*Prompt*. Word for word, retype the first line of the records and every following line through the one containing "of raw *.json record files".

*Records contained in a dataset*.
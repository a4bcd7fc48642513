// ============================================================
// Configuration
// ============================================================
// All environment options are read exactly once, here, at
// startup. Components receive an AppConfig (or the piece of it
// they need) at construction — nothing re-reads the environment
// ad hoc mid-run.
//
// Recognised variables:
//   TRAINING_DATA_PATH — directory of raw *.json record files
//   OUTPUT_DIR         — output directory (default depends on command)
//   OPENAI_API_KEY     — credential for the generation service;
//                        absent → augmentation is skipped
//   MONITOR_PORT       — training monitor port (default 3000)

use serde::{Deserialize, Serialize};
use std::env;

const DEFAULT_DATA_PATH: &str = "./data/raw";
const DEFAULT_PROCESSED_DIR: &str = "./data/processed";
const DEFAULT_TRAIN_OUTPUT_DIR: &str = "./output";
const DEFAULT_MONITOR_PORT: u16 = 3000;

/// Process-wide configuration, validated once and passed down.
#[derive(Debug, Clone)]
pub struct AppConfig {
    /// Directory containing raw *.json record files
    pub training_data_path: String,

    /// Output directory for processed data and stats
    pub processed_dir: String,

    /// Output directory for the trained model artifact
    pub train_output_dir: String,

    /// Generation service credential; None disables augmentation
    pub openai_api_key: Option<String>,

    /// Port the training monitor listens on
    pub monitor_port: u16,
}

impl AppConfig {
    /// Read and validate configuration from the environment.
    pub fn from_env() -> anyhow::Result<Self> {
        let training_data_path =
            env::var("TRAINING_DATA_PATH").unwrap_or_else(|_| DEFAULT_DATA_PATH.to_string());

        // OUTPUT_DIR covers both commands; each falls back to its
        // own default when unset, matching the documented surface.
        let output_dir = env::var("OUTPUT_DIR").ok();
        let processed_dir = output_dir.clone().unwrap_or_else(|| DEFAULT_PROCESSED_DIR.to_string());
        let train_output_dir = output_dir.unwrap_or_else(|| DEFAULT_TRAIN_OUTPUT_DIR.to_string());

        let openai_api_key = env::var("OPENAI_API_KEY").ok().filter(|k| !k.is_empty());
        if openai_api_key.is_none() {
            tracing::warn!("OPENAI_API_KEY is not set — augmentation will be skipped");
        }

        let monitor_port = match env::var("MONITOR_PORT") {
            Ok(raw) => raw
                .parse::<u16>()
                .map_err(|_| anyhow::anyhow!("MONITOR_PORT must be a port number, got '{raw}'"))?,
            Err(_) => DEFAULT_MONITOR_PORT,
        };

        Ok(Self {
            training_data_path,
            processed_dir,
            train_output_dir,
            openai_api_key,
            monitor_port,
        })
    }
}

// ─── Training Hyperparameters ────────────────────────────────────────────────
// Fixed per-run parameters owned by the trainer for the duration
// of one train() call. Serialisable so the exact run settings are
// persisted next to the model artifact.
#[derive(Debug, Clone, Serialize, Deserialize)]
pub struct TrainingConfig {
    pub learning_rate:      f64,
    pub weight_decay:       f32,
    pub warmup_steps:       usize,
    pub max_seq_length:     usize,
    pub gradient_clip_norm: f32,
    pub validation_split:   f64,
    pub use_amp:            bool,
    pub epochs:             usize,
    pub batch_size:         usize,
}

impl TrainingConfig {
    /// Per-invocation epochs/batch size over the fixed defaults.
    pub fn new(epochs: usize, batch_size: usize) -> Self {
        Self { epochs, batch_size, ..Self::default() }
    }
}

impl Default for TrainingConfig {
    fn default() -> Self {
        Self {
            learning_rate:      1e-5,
            weight_decay:       0.01,
            warmup_steps:       500,
            max_seq_length:     1024,
            gradient_clip_norm: 1.0,
            validation_split:   0.1,
            use_amp:            true,
            epochs:             10,
            batch_size:         32,
        }
    }
}

// ─── Unit Tests ───────────────────────────────────────────────────────────────
#[cfg(test)]
mod tests {
    use super::*;

    #[test]
    fn test_training_config_defaults() {
        let cfg = TrainingConfig::default();
        assert_eq!(cfg.warmup_steps, 500);
        assert_eq!(cfg.max_seq_length, 1024);
        assert!((cfg.validation_split - 0.1).abs() < f64::EPSILON);
    }

    #[test]
    fn test_training_config_per_invocation() {
        let cfg = TrainingConfig::new(3, 16);
        assert_eq!(cfg.epochs, 3);
        assert_eq!(cfg.batch_size, 16);
        // Fixed hyperparameters are untouched
        assert!((cfg.learning_rate - 1e-5).abs() < f64::EPSILON);
    }
}
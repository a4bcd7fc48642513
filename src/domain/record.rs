// ============================================================
// Record Types
// ============================================================
// The shapes one training example takes on its way through the
// pipeline:
//
//   raw JSON value → TextRecord (clean / augmented / balanced)
//                  → FormattedRecord (training-ready)
//
// Raw records stay as serde_json::Value so arbitrary extra
// fields survive loading; the cleaner is the stage that decides
// whether a value is a usable record.

use serde::{Deserialize, Serialize};
use std::collections::BTreeMap;

/// A text record after cleaning. Augmentation and balancing keep
/// this same shape: a variant is just another TextRecord.
#[derive(Debug, Clone, PartialEq, Eq, Serialize, Deserialize)]
pub struct TextRecord {
    pub text: String,
}

impl TextRecord {
    pub fn new(text: impl Into<String>) -> Self {
        Self { text: text.into() }
    }
}

/// Processing metadata attached by the formatter.
#[derive(Debug, Clone, Serialize, Deserialize)]
#[serde(rename_all = "camelCase")]
pub struct RecordMetadata {
    /// Character length of the text
    pub length: usize,
    /// RFC 3339 timestamp of when the record was formatted
    pub processed: String,
}

/// The final training-ready record shape written to
/// processed_data.json.
#[derive(Debug, Clone, Serialize, Deserialize)]
#[serde(rename_all = "camelCase")]
pub struct FormattedRecord {
    pub text: String,
    /// Whitespace-delimited token count
    pub tokens: usize,
    pub metadata: RecordMetadata,
}

/// Aggregate statistics over the final formatted corpus,
/// written to dataset_stats.json alongside it. Purely
/// descriptive — nothing downstream consumes this file.
#[derive(Debug, Clone, Serialize, Deserialize)]
#[serde(rename_all = "camelCase")]
pub struct DatasetStats {
    pub total_examples: usize,
    /// Arithmetic mean of text character lengths
    pub average_length: f64,
    /// Token count → number of records with that count
    pub token_distribution: BTreeMap<usize, usize>,
    pub metadata: StatsMetadata,
}

#[derive(Debug, Clone, Serialize, Deserialize)]
#[serde(rename_all = "camelCase")]
pub struct StatsMetadata {
    pub generated_at: String,
    pub version: String,
}

/// Metrics produced by one completed training epoch.
/// Validation fields are optional: an epoch may run without a
/// validation pass, and the monitor records a sentinel instead.
#[derive(Debug, Clone, Copy)]
pub struct EpochRecord {
    pub loss: f64,
    pub accuracy: f64,
    pub val_loss: Option<f64>,
    pub val_accuracy: Option<f64>,
}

*Finished exercise*.
repository a4bcd7fc48642513
// ============================================================
// Configuration
// ============================================================
// All environment options are read exactly once, here, at
// startup. Components receive an AppConfig (or the piece of it
// they need) at construction — nothing re-reads the environment
// ad hoc mid-run.
//
// Recognised variables:
//   TRAINING_DATA_PATH — directory of raw *.json record files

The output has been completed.